» **Study material**
//! Open-loop motor on one Build HAT port.
//!
//! A [`HatMotor`] only formats commands and hands them to the shared
//! [`HatConnection`]. It never opens or closes the transport; several motors
//! on the same HAT share one connection.

use crate::connection::HatConnection;
use crate::protocol::{set_power_command, NUM_PORTS};
use async_trait::async_trait;
use hat_core::capabilities::{Commandable, Motor, MotorProperties};
use hat_core::error::{HatError, HatResult};
use std::sync::atomic::{AtomicU64, Ordering};
use std::sync::Arc;

/// Parse a one-character port designator.
///
/// Accepts `A`-`D`, `a`-`d` or `0`-`3` and returns the port index 0-3.
pub fn parse_port(designator: &str) -> HatResult<u8> {
    let mut chars = designator.chars();
    let (Some(c), None) = (chars.next(), chars.next()) else {
        return Err(HatError::Configuration(
            "port has to be exactly 1 character long".to_string(),
        ));
    };

    let port = match c {
        'A'..='D' => c as u8 - b'A',
        'a'..='d' => c as u8 - b'a',
        '0'..='3' => c as u8 - b'0',
        _ => {
            return Err(HatError::Configuration(format!(
                "invalid port [{}]",
                designator
            )))
        }
    };
    Ok(port)
}

/// Motor on one port of a shared connection.
pub struct HatMotor {
    name: String,
    conn: Arc<HatConnection>,
    port: u8,
    /// Last commanded power, stored as `f64` bits
    power: AtomicU64,
}

impl HatMotor {
    /// Motor on port index `port` (0-3) of `conn`.
    pub fn new(name: impl Into<String>, conn: Arc<HatConnection>, port: u8) -> HatResult<Self> {
        if port >= NUM_PORTS {
            return Err(HatError::Configuration(format!(
                "port index {} out of range 0-{}",
                port,
                NUM_PORTS - 1
            )));
        }
        Ok(Self {
            name: name.into(),
            conn,
            port,
            power: AtomicU64::new(0f64.to_bits()),
        })
    }

    /// Motor name.
    pub fn name(&self) -> &str {
        &self.name
    }

    /// Port index.
    pub fn port(&self) -> u8 {
        self.port
    }

    /// Shared connection.
    pub fn connection(&self) -> &Arc<HatConnection> {
        &self.conn
    }

    fn commanded_power(&self) -> f64 {
        f64::from_bits(self.power.load(Ordering::Acquire))
    }

    /// Stop the motor. The shared connection stays open.
    pub async fn close(&self) -> HatResult<()> {
        self.stop().await
    }
}

#[async_trait]
impl Motor for HatMotor {
    async fn set_power(&self, power: f64) -> HatResult<()> {
        if !power.is_finite() || !(-1.0..=1.0).contains(&power) {
            return Err(HatError::InvalidParameter(format!(
                "power {} outside [-1.0, 1.0]",
                power
            )));
        }

        tracing::debug!(motor = %self.name, port = self.port, power, "Set motor power");
        self.power.store(power.to_bits(), Ordering::Release);
        self.conn
            .write(set_power_command(self.port, power).as_bytes())
            .await
    }

    async fn is_powered(&self) -> HatResult<(bool, f64)> {
        let power = self.commanded_power();
        Ok((power != 0.0, power))
    }

    fn properties(&self) -> MotorProperties {
        MotorProperties {
            position_reporting: false,
        }
    }
}

#[async_trait]
impl Commandable for HatMotor {
    async fn execute_command(
        &self,
        command: &str,
        _args: serde_json::Value,
    ) -> HatResult<serde_json::Value> {
        Err(HatError::UnknownCommand(command.to_string()))
    }
}

impl std::fmt::Debug for HatMotor {
    fn fmt(&self, f: &mut std::fmt::Formatter<'_>) -> std::fmt::Result {
        f.debug_struct("HatMotor")
            .field("name", &self.name)
            .field("port", &self.port)
            .field("power", &self.commanded_power())
            .finish()
    }
}
//! Bring-up sequence: version check and bootloader recovery.
//!
//! ```text
//! AwaitVersion --normal banner--> Normal --echo 0--> Ready
//!      |
//!      +--bootloader banner--> BootloaderRecovery --upload--> AwaitVersion (once)
//! ```
//!
//! A second bootloader banner after an upload is fatal.

use super::{BootstrapState, HatConnection};
use crate::protocol::{
    load_command, signature_command, BOOTLOADER_MARKER, CLEAR, ECHO_OFF, INIT_DONE_MARKER, REBOOT,
    VERSION_QUERY,
};
use hat_core::error::{HatError, HatResult};

impl HatConnection {
    pub(super) async fn bootstrap(&self) -> HatResult<()> {
        let mut recovered = false;

        loop {
            self.state.set_bootstrap(BootstrapState::AwaitVersion);
            self.state.metadata.lock().clear_version();

            self.write(VERSION_QUERY).await?;
            tokio::time::sleep(self.timing.version_query_delay).await;

            let version = self.wait_for_version().await?;
            if !version.contains(BOOTLOADER_MARKER) {
                self.state.set_bootstrap(BootstrapState::Normal);
                self.write(ECHO_OFF).await?;
                self.state.set_bootstrap(BootstrapState::Ready);
                return Ok(());
            }

            if recovered {
                return Err(HatError::Bootloader { version });
            }
            tracing::info!(connection = %self.name(), version = %version, "Loading firmware because bootloader");

            self.state.set_bootstrap(BootstrapState::BootloaderRecovery);
            self.upload_firmware().await?;
            recovered = true;
        }
    }

    /// Poll for a version banner.
    async fn wait_for_version(&self) -> HatResult<String> {
        for _ in 0..self.timing.version_poll_attempts {
            let version = self.version();
            if !version.is_empty() {
                return Ok(version);
            }
            tokio::time::sleep(self.timing.version_poll_interval).await;
        }

        let version = self.version();
        if version.is_empty() {
            return Err(HatError::Timeout("no version string detected".to_string()));
        }
        Ok(version)
    }

    /// Poll the recent-line history for a line containing `needle`.
    async fn wait_for_line(&self, needle: &str) -> HatResult<()> {
        for _ in 0..self.timing.confirm_poll_attempts {
            if self.state.metadata.lock().has_line_containing(needle) {
                return Ok(());
            }
            tokio::time::sleep(self.timing.confirm_poll_interval).await;
        }
        Err(HatError::Timeout(format!("did not get line [{}]", needle)))
    }

    /// Push firmware and signature, reboot, and wait for the new firmware.
    async fn upload_firmware(&self) -> HatResult<()> {
        let bundle = self.firmware.resolve().await?;
        let settle = self.timing.upload_settle;

        tracing::info!(
            connection = %self.name(),
            image_len = bundle.image().len(),
            signature_len = bundle.signature().len(),
            "Uploading Build HAT firmware"
        );

        self.write(CLEAR).await?;
        tokio::time::sleep(settle).await;

        self.write(load_command(bundle.image().len(), bundle.checksum()).as_bytes())
            .await?;
        tokio::time::sleep(settle).await;

        self.write_frame(bundle.image()).await?;
        tokio::time::sleep(settle).await;

        self.write(signature_command(bundle.signature().len()).as_bytes())
            .await?;
        tokio::time::sleep(settle).await;

        self.write_frame(bundle.signature()).await?;
        tokio::time::sleep(settle).await;

        self.write(REBOOT).await?;
        self.wait_for_line(INIT_DONE_MARKER).await?;

        tracing::info!(connection = %self.name(), "Firmware rebooted, waiting for it to settle");
        tokio::time::sleep(self.timing.reboot_settle).await;
        Ok(())
    }
}
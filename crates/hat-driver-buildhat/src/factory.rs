//! Config-driven motor construction.
//!
//! # Usage
//!
//! ```rust,ignore
//! use hat_driver_buildhat::{ConnectionRegistry, MotorFactory};
//!
//! let config = toml::toml! {
//!     path = "/dev/serial0"
//!     port = "A"
//! };
//! MotorFactory.validate(&config.clone().into())?;
//! let motor = MotorFactory.build("left", config.into(), &registry).await?;
//! ```

use crate::motor::{parse_port, HatMotor};
use crate::registry::ConnectionRegistry;
use anyhow::{Context, Result};
use serde::{Deserialize, Serialize};

/// Configuration for one Build HAT motor.
#[derive(Debug, Clone, PartialEq, Eq, Serialize, Deserialize)]
pub struct MotorConfig {
    /// Serial device of the HAT; empty means the default path
    #[serde(default)]
    pub path: String,
    /// Port designator: `A`-`D`, `a`-`d` or `0`-`3`
    pub port: String,
}

impl MotorConfig {
    /// Port index, validated.
    pub fn port_number(&self) -> Result<u8> {
        parse_port(&self.port).with_context(|| format!("Invalid motor port '{}'", self.port))
    }
}

/// Factory for Build HAT motors.
pub struct MotorFactory;

impl MotorFactory {
    /// Driver identifier used in configuration.
    pub fn driver_type(&self) -> &'static str {
        "buildhat_motor"
    }

    /// Human-readable driver name.
    pub fn name(&self) -> &'static str {
        "Raspberry Pi Build HAT Motor"
    }

    /// Check `config` without touching any transport.
    pub fn validate(&self, config: &toml::Value) -> Result<()> {
        let cfg: MotorConfig = config
            .clone()
            .try_into()
            .context("Invalid Build HAT motor config")?;
        cfg.port_number()?;
        Ok(())
    }

    /// Build a motor, reusing or opening the shared connection for its path.
    pub async fn build(
        &self,
        name: &str,
        config: toml::Value,
        registry: &ConnectionRegistry,
    ) -> Result<HatMotor> {
        let cfg: MotorConfig = config
            .try_into()
            .context("Invalid Build HAT motor config")?;
        let port = cfg.port_number()?;

        let conn = registry
            .get(&cfg.path)
            .await
            .with_context(|| format!("Failed to connect to Build HAT for motor '{}'", name))?;

        tracing::info!(motor = name, port, path = %conn.path(), "Built Build HAT motor");
        Ok(HatMotor::new(name, conn, port)?)
    }
}
//! Registry of open Build HAT connections.
//!
//! Several motors configured against the same device path must share one
//! physical link. The registry maps each path to a single live
//! [`HatConnection`] and hands out clones of its `Arc`.
//!
//! The registry is an ordinary object: construct one per process (or per
//! test) and pass it to whatever builds motors.

use crate::connection::{ConnectionOptions, HatConnection};
use hat_core::error::HatResult;
use hat_core::serial::SerialOpener;
use std::collections::HashMap;
use std::sync::Arc;
use tokio::sync::Mutex;

/// Device path used when none is configured.
pub const DEFAULT_PATH: &str = "/dev/serial0";

/// Logical name of the connection on [`DEFAULT_PATH`]. Connections on any
/// other path are named after the path.
pub const DEFAULT_CONNECTION_NAME: &str = "hat";

fn connection_name(path: &str) -> &str {
    if path == DEFAULT_PATH {
        DEFAULT_CONNECTION_NAME
    } else {
        path
    }
}

/// One shared [`HatConnection`] per device path.
pub struct ConnectionRegistry {
    opener: Arc<dyn SerialOpener>,
    options: ConnectionOptions,
    connections: Mutex<HashMap<String, Arc<HatConnection>>>,
}

impl ConnectionRegistry {
    /// Empty registry opening ports through `opener`.
    pub fn new(opener: Arc<dyn SerialOpener>, options: ConnectionOptions) -> Self {
        Self {
            opener,
            options,
            connections: Mutex::new(HashMap::new()),
        }
    }

    /// Get the connection for `path`, opening and bootstrapping it on first
    /// use. An empty path means [`DEFAULT_PATH`].
    ///
    /// The registry lock is held across construction, so concurrent first
    /// requests for any path wait for the one in progress and never open a
    /// transport twice. A failed construction leaves nothing behind.
    pub async fn get(&self, path: &str) -> HatResult<Arc<HatConnection>> {
        let path = if path.is_empty() { DEFAULT_PATH } else { path };

        let mut connections = self.connections.lock().await;
        if let Some(conn) = connections.get(path) {
            tracing::debug!(port = path, "Reusing Build HAT connection");
            return Ok(conn.clone());
        }

        let port = self.opener.open(path).await?;
        let conn = Arc::new(
            HatConnection::connect(connection_name(path), path, port, self.options.clone())
                .await?,
        );

        connections.insert(path.to_string(), conn.clone());
        tracing::info!(port = path, "Registered new Build HAT connection");
        Ok(conn)
    }

    /// Existing connection for `path`, if any.
    pub async fn get_existing(&self, path: &str) -> Option<Arc<HatConnection>> {
        let path = if path.is_empty() { DEFAULT_PATH } else { path };
        self.connections.lock().await.get(path).cloned()
    }

    /// Live connection with logical name `name`, for the diagnostic surface.
    pub async fn find_by_name(&self, name: &str) -> Option<Arc<HatConnection>> {
        self.connections
            .lock()
            .await
            .values()
            .find(|conn| conn.name() == name)
            .cloned()
    }

    /// Number of live connections.
    pub async fn len(&self) -> usize {
        self.connections.lock().await.len()
    }

    /// True when no connection is open.
    pub async fn is_empty(&self) -> bool {
        self.connections.lock().await.is_empty()
    }

    /// Close and forget every connection (teardown hook for the owner).
    pub async fn shutdown(&self) {
        let drained: Vec<(String, Arc<HatConnection>)> =
            self.connections.lock().await.drain().collect();
        let count = drained.len();
        for (path, conn) in drained {
            if let Err(e) = conn.close().await {
                tracing::warn!(port = %path, error = %e, "Error closing Build HAT connection");
            }
        }
        tracing::info!(count, "Closed all Build HAT connections");
    }
}

impl std::fmt::Debug for ConnectionRegistry {
    fn fmt(&self, f: &mut std::fmt::Formatter<'_>) -> std::fmt::Result {
        f.debug_struct("ConnectionRegistry")
            .field("options", &self.options)
            .finish_non_exhaustive()
    }
}
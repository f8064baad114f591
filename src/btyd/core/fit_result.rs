//! fit_result — the immutable outcome of one fit.
//!
//! Purpose
//! -------
//! Carry everything a fit produces: the model descriptor, typed and named
//! parameters in the caller's time units, the achieved objective, the scale
//! factor, optimizer status, optional Hessian diagnostics and (optionally)
//! the training data.
//!
//! Key behaviors
//! -------------
//! - Prediction goes through the public `params` field; a [`FitResult`] is
//!   never mutated after the fitter returns it.
//! - `Display` renders `<BetaGeo: fitted with N subjects, r: .., ...>`.
//! - [`FitResult::conditional_probability_alive_matrix`] defaults its grid
//!   bounds to the training data maxima.
//!
//! Invariants & assumptions
//! ------------------------
//! - `params` and `vector` describe the same values; `vector` follows the
//!   model layout order.
//! - `objective` is the penalized negative log-likelihood evaluated on the
//!   rescaled training data.
use crate::{
    btyd::{
        core::{data::SummaryData, params::ParamVector},
        errors::{BtydError, BtydResult},
        models::traits::{BtydModel, PurchaseModel},
    },
    inference::Diagnostics,
};
use ndarray::{Array1, Array2};
use std::fmt;

/// FitResult — fitted parameters plus diagnostics.
///
/// Fields
/// ------
/// - `model`: descriptor that was fitted (carries model options).
/// - `params`: typed parameters used by every prediction.
/// - `vector`: the same parameters as a named vector.
/// - `objective`: penalized NLL at the optimum (rescaled data).
/// - `scale`: time scale the data were divided by during the fit.
/// - `penalizer`: L2 coefficient used.
/// - `n_subjects`: number of training rows.
/// - `converged`, `iterations`, `status`, `solver`: optimizer report of the
///   winning start.
/// - `diagnostics`: covariance, standard errors and intervals; `None` when
///   the Hessian was singular or indefinite.
/// - `data`: training data when kept.
#[derive(Debug, Clone, PartialEq)]
pub struct FitResult<M: BtydModel> {
    pub model: M,
    pub params: M::Params,
    pub vector: ParamVector,
    pub objective: f64,
    pub scale: f64,
    pub penalizer: f64,
    pub n_subjects: usize,
    pub converged: bool,
    pub iterations: usize,
    pub status: String,
    pub solver: String,
    pub diagnostics: Option<Diagnostics>,
    pub data: Option<M::Data>,
}

impl<M: BtydModel> FitResult<M> {
    /// Training data, if they were kept.
    ///
    /// # Errors
    /// - `BtydError::MissingTrainingData` when the fit discarded them.
    pub fn training_data(&self) -> BtydResult<&M::Data> {
        self.data.as_ref().ok_or(BtydError::MissingTrainingData)
    }

    pub fn standard_errors(&self) -> Option<&Array1<f64>> {
        self.diagnostics.as_ref().map(|d| &d.standard_errors)
    }

    /// `k × 2` matrix of `[lower, upper]` bounds in layout order.
    pub fn confidence_intervals(&self) -> Option<&Array2<f64>> {
        self.diagnostics.as_ref().map(|d| &d.confidence_intervals)
    }

    pub fn covariance(&self) -> Option<&Array2<f64>> {
        self.diagnostics.as_ref().map(|d| &d.covariance)
    }

    /// Penalized NLL of the fitted parameters on `data`, in `data`'s units.
    pub fn negative_log_likelihood(&self, data: &M::Data) -> f64 {
        self.model.negative_log_likelihood(&self.params, data, self.penalizer)
    }

    /// Drop the training data, keeping parameters and diagnostics.
    pub fn without_data(mut self) -> Self {
        self.data = None;
        self
    }
}

impl<M> FitResult<M>
where
    M: BtydModel<Data = SummaryData>,
    M::Params: PurchaseModel,
{
    /// conditional_probability_alive_matrix — `P(alive)` grid over
    /// (recency, frequency).
    ///
    /// Parameters
    /// ----------
    /// - `bounds`: `Option<(usize, usize)>`
    ///   `(max_frequency, max_age)`. `None` uses the training maxima.
    ///
    /// Returns
    /// -------
    /// `BtydResult<Array2<f64>>`
    ///   `Z[[t_x, x]] = P(alive | x, t_x, max_age)`.
    ///
    /// Errors
    /// ------
    /// - `BtydError::MissingTrainingData` if `bounds` is `None` and the data
    ///   were discarded.
    pub fn conditional_probability_alive_matrix(
        &self, bounds: Option<(usize, usize)>,
    ) -> BtydResult<Array2<f64>> {
        let (max_frequency, max_age) = match bounds {
            Some(bounds) => bounds,
            None => self.training_data()?.max_frequency_and_age(),
        };
        Ok(self.params.conditional_probability_alive_matrix(max_frequency, max_age))
    }
}

impl<M: BtydModel> fmt::Display for FitResult<M> {
    fn fmt(&self, f: &mut fmt::Formatter<'_>) -> fmt::Result {
        write!(
            f,
            "<{}: fitted with {} subjects, {}>",
            self.model.kind().name(),
            self.n_subjects,
            self.vector
        )
    }
}

#[cfg(test)]
mod tests {
    use super::*;
    use crate::btyd::{
        core::{data::FitData, params::ModelParams},
        models::{
            beta_geo::{BetaGeo, BetaGeoParams},
            traits::ModelKind,
        },
    };
    use ndarray::array;

    // -------------------------------------------------------------------------
    // Scope
    // -----
    // - Display format and the probability-alive matrix bounds.
    // -------------------------------------------------------------------------

    fn result(keep_data: bool) -> FitResult<BetaGeo> {
        let params = BetaGeoParams::new(0.25, 4.0, 0.8, 2.5).expect("valid params");
        let data = SummaryData::new(
            array![0.0, 3.0, 5.0],
            array![0.0, 10.0, 20.0],
            array![30.0, 30.0, 32.0],
            None,
        )
        .expect("valid data");
        FitResult {
            model: BetaGeo,
            vector: params.to_vector(),
            params,
            objective: 10.0,
            scale: 30.0,
            penalizer: 0.0,
            n_subjects: data.n_subjects(),
            converged: true,
            iterations: 12,
            status: "Converged".to_string(),
            solver: "lbfgs".to_string(),
            diagnostics: None,
            data: keep_data.then_some(data),
        }
    }

    #[test]
    // Purpose
    // -------
    // `Display` names the model, the subject count and every parameter.
    //
    // Given
    // -----
    // - A BG/NBD result over three subjects.
    //
    // Expect
    // ------
    // - `<BetaGeo: fitted with 3 subjects, r: 0.25, alpha: 4.0, a: 0.8, b: 2.5>`.
    fn display_summarizes_fit() {
        let shown = result(true).to_string();
        assert_eq!(shown, "<BetaGeo: fitted with 3 subjects, r: 0.25, alpha: 4.0, a: 0.8, b: 2.5>");
        assert_eq!(ModelKind::BetaGeo.name(), "BetaGeo");
    }

    #[test]
    // Purpose
    // -------
    // The matrix defaults to training maxima and needs explicit bounds once
    // the data are dropped.
    //
    // Given
    // -----
    // - Training maxima (frequency 5, age 32); a copy without data.
    //
    // Expect
    // ------
    // - A 33 × 6 matrix; `MissingTrainingData` without bounds; explicit
    //   bounds still work.
    fn alive_matrix_bounds() {
        let kept = result(true);
        let z = kept.conditional_probability_alive_matrix(None).expect("data kept");
        assert_eq!(z.dim(), (33, 6));

        let dropped = result(true).without_data();
        assert_eq!(
            dropped.conditional_probability_alive_matrix(None),
            Err(BtydError::MissingTrainingData)
        );
        let explicit = dropped.conditional_probability_alive_matrix(Some((5, 32))).expect("bounds");
        assert_eq!(explicit, z);
    }
}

» **Work instructions**
Filter the listing above for the string "models" and copy every matching line.

» **Output below**
        models::traits::{BtydModel, PurchaseModel},
        models::{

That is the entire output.